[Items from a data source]
____________
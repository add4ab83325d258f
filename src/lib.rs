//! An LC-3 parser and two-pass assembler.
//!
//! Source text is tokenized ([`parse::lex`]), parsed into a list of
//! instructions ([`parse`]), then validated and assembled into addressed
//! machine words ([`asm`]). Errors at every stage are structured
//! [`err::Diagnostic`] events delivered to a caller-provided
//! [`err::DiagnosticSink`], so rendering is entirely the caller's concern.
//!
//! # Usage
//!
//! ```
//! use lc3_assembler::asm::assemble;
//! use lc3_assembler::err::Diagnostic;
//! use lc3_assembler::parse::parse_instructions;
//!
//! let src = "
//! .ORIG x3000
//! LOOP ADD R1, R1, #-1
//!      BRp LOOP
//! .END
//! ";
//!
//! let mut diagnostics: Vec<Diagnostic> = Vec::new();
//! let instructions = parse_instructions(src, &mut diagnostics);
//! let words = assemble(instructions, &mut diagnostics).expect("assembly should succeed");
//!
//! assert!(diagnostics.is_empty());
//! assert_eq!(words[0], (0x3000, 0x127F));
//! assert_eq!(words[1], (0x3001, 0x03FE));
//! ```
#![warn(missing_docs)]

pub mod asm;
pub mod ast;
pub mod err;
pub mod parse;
____________
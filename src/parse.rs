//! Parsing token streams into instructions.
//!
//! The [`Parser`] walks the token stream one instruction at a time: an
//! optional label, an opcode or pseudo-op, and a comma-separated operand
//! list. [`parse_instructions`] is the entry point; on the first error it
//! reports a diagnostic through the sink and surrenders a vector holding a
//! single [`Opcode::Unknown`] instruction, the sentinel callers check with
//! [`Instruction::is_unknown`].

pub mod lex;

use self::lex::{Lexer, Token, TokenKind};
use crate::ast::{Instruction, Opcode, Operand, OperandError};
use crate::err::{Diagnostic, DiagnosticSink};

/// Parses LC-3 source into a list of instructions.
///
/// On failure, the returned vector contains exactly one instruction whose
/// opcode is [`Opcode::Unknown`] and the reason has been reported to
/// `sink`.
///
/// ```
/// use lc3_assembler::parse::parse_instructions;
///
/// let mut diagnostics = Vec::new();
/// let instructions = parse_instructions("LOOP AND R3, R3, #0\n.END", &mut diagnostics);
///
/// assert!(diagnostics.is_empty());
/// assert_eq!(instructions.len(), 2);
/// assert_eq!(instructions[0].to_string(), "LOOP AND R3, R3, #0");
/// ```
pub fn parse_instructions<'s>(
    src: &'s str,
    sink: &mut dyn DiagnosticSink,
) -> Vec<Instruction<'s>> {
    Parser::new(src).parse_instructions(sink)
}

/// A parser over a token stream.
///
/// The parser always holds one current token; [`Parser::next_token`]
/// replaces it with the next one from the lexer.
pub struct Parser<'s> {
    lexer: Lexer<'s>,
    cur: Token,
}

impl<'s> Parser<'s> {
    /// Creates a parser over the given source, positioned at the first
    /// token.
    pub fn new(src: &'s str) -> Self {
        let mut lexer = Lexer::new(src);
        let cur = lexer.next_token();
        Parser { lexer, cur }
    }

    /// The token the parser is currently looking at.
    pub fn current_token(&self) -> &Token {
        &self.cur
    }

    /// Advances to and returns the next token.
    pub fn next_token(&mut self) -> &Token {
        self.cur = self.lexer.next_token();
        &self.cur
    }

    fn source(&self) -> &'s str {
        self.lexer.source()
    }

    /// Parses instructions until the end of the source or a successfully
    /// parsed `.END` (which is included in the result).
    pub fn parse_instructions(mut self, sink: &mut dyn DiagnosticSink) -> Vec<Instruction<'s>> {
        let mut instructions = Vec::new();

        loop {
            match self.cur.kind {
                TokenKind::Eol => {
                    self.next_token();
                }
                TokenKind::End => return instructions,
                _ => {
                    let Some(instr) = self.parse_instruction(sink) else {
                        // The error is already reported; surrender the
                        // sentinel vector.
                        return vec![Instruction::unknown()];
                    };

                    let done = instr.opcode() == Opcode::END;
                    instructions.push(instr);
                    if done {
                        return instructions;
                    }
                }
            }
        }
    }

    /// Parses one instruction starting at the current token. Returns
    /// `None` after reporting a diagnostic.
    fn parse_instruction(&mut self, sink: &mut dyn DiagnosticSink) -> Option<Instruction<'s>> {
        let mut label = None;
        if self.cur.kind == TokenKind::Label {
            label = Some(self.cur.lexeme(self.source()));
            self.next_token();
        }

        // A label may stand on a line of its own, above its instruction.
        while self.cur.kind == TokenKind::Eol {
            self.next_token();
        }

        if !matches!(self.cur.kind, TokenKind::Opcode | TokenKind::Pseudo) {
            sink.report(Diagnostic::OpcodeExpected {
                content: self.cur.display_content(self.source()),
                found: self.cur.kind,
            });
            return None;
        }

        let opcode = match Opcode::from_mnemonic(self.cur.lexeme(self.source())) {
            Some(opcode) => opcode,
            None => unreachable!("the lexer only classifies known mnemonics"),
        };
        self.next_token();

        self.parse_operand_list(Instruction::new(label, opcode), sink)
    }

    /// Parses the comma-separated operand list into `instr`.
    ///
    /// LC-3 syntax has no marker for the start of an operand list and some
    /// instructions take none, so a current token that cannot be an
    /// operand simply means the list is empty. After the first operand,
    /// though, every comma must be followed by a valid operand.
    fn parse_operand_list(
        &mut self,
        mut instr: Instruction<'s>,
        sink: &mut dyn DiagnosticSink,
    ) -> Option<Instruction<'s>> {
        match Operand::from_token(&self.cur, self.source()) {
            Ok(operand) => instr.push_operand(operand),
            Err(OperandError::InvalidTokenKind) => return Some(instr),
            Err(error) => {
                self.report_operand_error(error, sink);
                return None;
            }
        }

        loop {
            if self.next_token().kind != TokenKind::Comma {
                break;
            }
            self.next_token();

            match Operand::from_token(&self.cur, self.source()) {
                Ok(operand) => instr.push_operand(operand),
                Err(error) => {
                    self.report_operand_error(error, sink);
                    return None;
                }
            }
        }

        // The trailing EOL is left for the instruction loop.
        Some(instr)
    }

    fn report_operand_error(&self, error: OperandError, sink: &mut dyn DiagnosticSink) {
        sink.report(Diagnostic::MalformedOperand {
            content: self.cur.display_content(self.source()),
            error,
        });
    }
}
____________
▶ _Task instructions_:
Copy every line of the data that carries the word "first".

▶ _Response below_:
//! list. [`parse_instructions`] is the entry point; on the first error it
    /// Creates a parser over the given source, positioned at the first
    /// operand simply means the list is empty. After the first operand,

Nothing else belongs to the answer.